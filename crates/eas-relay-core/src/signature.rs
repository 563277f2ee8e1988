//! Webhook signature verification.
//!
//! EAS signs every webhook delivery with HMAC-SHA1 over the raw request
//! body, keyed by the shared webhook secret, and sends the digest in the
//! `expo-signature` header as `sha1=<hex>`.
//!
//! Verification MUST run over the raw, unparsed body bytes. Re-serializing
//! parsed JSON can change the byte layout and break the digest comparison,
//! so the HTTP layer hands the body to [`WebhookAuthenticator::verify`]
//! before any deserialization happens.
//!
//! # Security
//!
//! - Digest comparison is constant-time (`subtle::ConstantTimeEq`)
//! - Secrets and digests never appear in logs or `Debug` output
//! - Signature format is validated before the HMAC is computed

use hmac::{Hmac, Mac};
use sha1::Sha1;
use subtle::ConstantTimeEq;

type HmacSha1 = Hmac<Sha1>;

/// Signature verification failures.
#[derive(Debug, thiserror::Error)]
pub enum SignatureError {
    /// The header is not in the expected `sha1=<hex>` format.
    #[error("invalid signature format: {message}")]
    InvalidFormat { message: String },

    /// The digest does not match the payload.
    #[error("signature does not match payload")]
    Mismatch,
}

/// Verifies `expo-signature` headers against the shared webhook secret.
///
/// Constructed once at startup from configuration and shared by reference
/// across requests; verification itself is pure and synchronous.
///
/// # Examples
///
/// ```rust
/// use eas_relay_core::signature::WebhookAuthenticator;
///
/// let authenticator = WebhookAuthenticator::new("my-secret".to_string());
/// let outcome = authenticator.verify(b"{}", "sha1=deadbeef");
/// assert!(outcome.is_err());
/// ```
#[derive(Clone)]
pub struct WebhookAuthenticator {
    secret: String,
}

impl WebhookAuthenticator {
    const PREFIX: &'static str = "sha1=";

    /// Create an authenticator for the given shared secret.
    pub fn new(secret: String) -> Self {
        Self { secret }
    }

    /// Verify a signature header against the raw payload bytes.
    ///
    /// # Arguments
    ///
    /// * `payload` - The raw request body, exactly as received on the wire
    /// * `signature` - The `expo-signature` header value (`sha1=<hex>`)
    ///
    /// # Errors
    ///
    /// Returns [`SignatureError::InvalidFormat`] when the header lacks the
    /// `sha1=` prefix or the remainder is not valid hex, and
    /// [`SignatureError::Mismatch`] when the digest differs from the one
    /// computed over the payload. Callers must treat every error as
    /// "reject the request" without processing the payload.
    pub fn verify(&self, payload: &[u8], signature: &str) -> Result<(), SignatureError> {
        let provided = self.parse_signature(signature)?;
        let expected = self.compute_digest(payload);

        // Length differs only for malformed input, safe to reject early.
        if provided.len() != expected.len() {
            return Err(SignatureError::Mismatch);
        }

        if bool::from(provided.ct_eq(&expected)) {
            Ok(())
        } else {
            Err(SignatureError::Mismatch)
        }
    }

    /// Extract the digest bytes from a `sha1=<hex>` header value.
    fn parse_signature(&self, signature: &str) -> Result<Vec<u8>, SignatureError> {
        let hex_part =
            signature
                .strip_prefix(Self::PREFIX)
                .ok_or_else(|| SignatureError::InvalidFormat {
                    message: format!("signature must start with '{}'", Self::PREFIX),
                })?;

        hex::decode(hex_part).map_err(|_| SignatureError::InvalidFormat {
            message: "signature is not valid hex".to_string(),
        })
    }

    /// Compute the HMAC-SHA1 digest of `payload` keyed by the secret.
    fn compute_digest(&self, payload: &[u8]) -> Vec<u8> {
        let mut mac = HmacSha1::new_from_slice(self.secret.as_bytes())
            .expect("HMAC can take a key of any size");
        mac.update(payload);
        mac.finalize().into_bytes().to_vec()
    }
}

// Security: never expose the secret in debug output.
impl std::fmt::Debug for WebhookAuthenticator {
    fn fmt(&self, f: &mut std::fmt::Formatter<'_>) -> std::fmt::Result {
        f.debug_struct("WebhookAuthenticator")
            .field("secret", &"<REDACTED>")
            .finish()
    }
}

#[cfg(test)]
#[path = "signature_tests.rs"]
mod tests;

...

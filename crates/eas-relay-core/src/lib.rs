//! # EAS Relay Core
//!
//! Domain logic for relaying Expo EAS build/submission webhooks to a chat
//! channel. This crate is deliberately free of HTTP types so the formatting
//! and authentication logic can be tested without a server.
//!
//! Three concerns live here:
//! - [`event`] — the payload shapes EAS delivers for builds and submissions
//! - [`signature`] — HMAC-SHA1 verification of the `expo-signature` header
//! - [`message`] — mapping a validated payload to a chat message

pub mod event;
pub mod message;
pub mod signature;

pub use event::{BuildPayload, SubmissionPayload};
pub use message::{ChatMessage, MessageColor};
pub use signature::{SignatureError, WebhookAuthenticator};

__Task brief__.
From the data above, copy out every line with the string "crates" in it.

__Answer to this task__.
filename crates/eas-relay-core/src/signature.rs
filename crates/eas-relay-core/src/lib.rs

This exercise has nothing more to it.